→ **What this task involves**
A copy is needed of each line in the records that has the word "serde".

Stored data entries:
....

//! Scene object definitions.

mod circle;
mod freehand;
mod image;
mod line;
mod polygon;
mod rectangle;
mod text;
mod triangle;

pub use circle::Circle;
pub use freehand::Freehand;
pub use image::{Image, ImageFormat};
pub use line::Line;
pub use polygon::Polygon;
pub use rectangle::Rectangle;
pub use text::Text;
pub use triangle::Triangle;

use kurbo::{Affine, BezPath, Point, Rect, Vec2};
use peniko::Color;
use serde::{Deserialize, Serialize};
use uuid::Uuid;

/// Serializable color representation (RGBA8).
#[derive(Debug, Clone, Copy, PartialEq, Eq, Serialize, Deserialize)]
pub struct SerializableColor {
    pub r: u8,
    pub g: u8,
    pub b: u8,
    pub a: u8,
}

impl SerializableColor {
    pub fn new(r: u8, g: u8, b: u8, a: u8) -> Self {
        Self { r, g, b, a }
    }

    pub fn black() -> Self {
        Self::new(0, 0, 0, 255)
    }

    pub fn white() -> Self {
        Self::new(255, 255, 255, 255)
    }

    pub fn transparent() -> Self {
        Self::new(0, 0, 0, 0)
    }

    /// Parse a CSS hex color (`#rgb`, `#rrggbb` or `#rrggbbaa`).
    pub fn from_hex(color: &str) -> Option<Self> {
        let hex = color.trim().strip_prefix('#')?;
        let channel = |s: &str| u8::from_str_radix(s, 16).ok();
        match hex.len() {
            3 => {
                let r = channel(&hex[0..1])? * 17;
                let g = channel(&hex[1..2])? * 17;
                let b = channel(&hex[2..3])? * 17;
                Some(Self::new(r, g, b, 255))
            }
            6 => Some(Self::new(
                channel(&hex[0..2])?,
                channel(&hex[2..4])?,
                channel(&hex[4..6])?,
                255,
            )),
            8 => Some(Self::new(
                channel(&hex[0..2])?,
                channel(&hex[2..4])?,
                channel(&hex[4..6])?,
                channel(&hex[6..8])?,
            )),
            _ => None,
        }
    }

    /// Format as a CSS hex color. Alpha is only emitted when not opaque.
    pub fn to_hex(&self) -> String {
        if self.a == 255 {
            format!("#{:02x}{:02x}{:02x}", self.r, self.g, self.b)
        } else {
            format!("#{:02x}{:02x}{:02x}{:02x}", self.r, self.g, self.b, self.a)
        }
    }
}

impl From<Color> for SerializableColor {
    fn from(color: Color) -> Self {
        let rgba = color.to_rgba8();
        Self {
            r: rgba.r,
            g: rgba.g,
            b: rgba.b,
            a: rgba.a,
        }
    }
}

impl From<SerializableColor> for Color {
    fn from(color: SerializableColor) -> Self {
        Color::from_rgba8(color.r, color.g, color.b, color.a)
    }
}

/// How a stroke's pixels combine with what is already drawn.
#[derive(Debug, Clone, Copy, PartialEq, Eq, Default, Serialize, Deserialize)]
pub enum CompositeMode {
    /// Normal additive painting.
    #[default]
    SourceOver,
    /// Subtractive painting (erasing).
    DestinationOut,
}

impl CompositeMode {
    /// Canvas 2D `globalCompositeOperation` name.
    pub fn css_name(&self) -> &'static str {
        match self {
            CompositeMode::SourceOver => "source-over",
            CompositeMode::DestinationOut => "destination-out",
        }
    }
}

/// Line cap style.
#[derive(Debug, Clone, Copy, PartialEq, Eq, Default, Serialize, Deserialize)]
pub enum StrokeCap {
    Butt,
    #[default]
    Round,
    Square,
}

/// Line join style.
#[derive(Debug, Clone, Copy, PartialEq, Eq, Default, Serialize, Deserialize)]
pub enum StrokeJoin {
    Miter,
    #[default]
    Round,
    Bevel,
}

/// Style properties for scene objects.
#[derive(Debug, Clone, PartialEq, Serialize, Deserialize)]
pub struct ShapeStyle {
    /// Stroke color.
    pub stroke_color: SerializableColor,
    /// Stroke width.
    pub stroke_width: f64,
    /// Fill color (None = no fill).
    pub fill_color: Option<SerializableColor>,
    /// Overall opacity (0.0 = fully transparent, 1.0 = fully opaque).
    #[serde(default = "default_opacity")]
    pub opacity: f64,
}

fn default_opacity() -> f64 {
    1.0
}

impl ShapeStyle {
    /// Style with the given stroke and fill.
    pub fn new(stroke: SerializableColor, stroke_width: f64, fill: Option<SerializableColor>) -> Self {
        Self {
            stroke_color: stroke,
            stroke_width,
            fill_color: fill,
            opacity: 1.0,
        }
    }

    /// Get the stroke color as a peniko Color.
    pub fn stroke(&self) -> Color {
        self.stroke_color.into()
    }

    /// Get the stroke color with opacity applied.
    pub fn stroke_with_opacity(&self) -> Color {
        with_opacity(self.stroke_color, self.opacity)
    }

    /// Get the fill color as a peniko Color.
    pub fn fill(&self) -> Option<Color> {
        self.fill_color.map(|c| c.into())
    }

    /// Get the fill color with opacity applied.
    pub fn fill_with_opacity(&self) -> Option<Color> {
        self.fill_color.map(|c| with_opacity(c, self.opacity))
    }
}

fn with_opacity(color: SerializableColor, opacity: f64) -> Color {
    let alpha = (color.a as f64 * opacity.clamp(0.0, 1.0)) as u8;
    Color::from_rgba8(color.r, color.g, color.b, alpha)
}

impl Default for ShapeStyle {
    fn default() -> Self {
        Self::new(SerializableColor::black(), 2.0, None)
    }
}

/// Whether an object takes part in pointer interaction.
#[derive(Debug, Clone, Copy, PartialEq, Eq, Serialize, Deserialize)]
pub struct InteractionFlags {
    /// Can become the active selection.
    pub selectable: bool,
    /// Receives pointer events (hit testing).
    pub evented: bool,
}

impl Default for InteractionFlags {
    fn default() -> Self {
        Self {
            selectable: true,
            evented: true,
        }
    }
}

/// Unique identifier for scene objects.
pub type ShapeId = Uuid;

/// The kinds of object the toolbar can insert.
#[derive(Debug, Clone, Copy, PartialEq, Eq, Hash, Serialize, Deserialize)]
pub enum ShapeKind {
    Rectangle,
    Circle,
    Triangle,
    Line,
    Polygon,
    Freehand,
    Text,
    Image,
}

....

→ **Finished task**
use serde::{Deserialize, Serialize};
    #[serde(default = "default_opacity")]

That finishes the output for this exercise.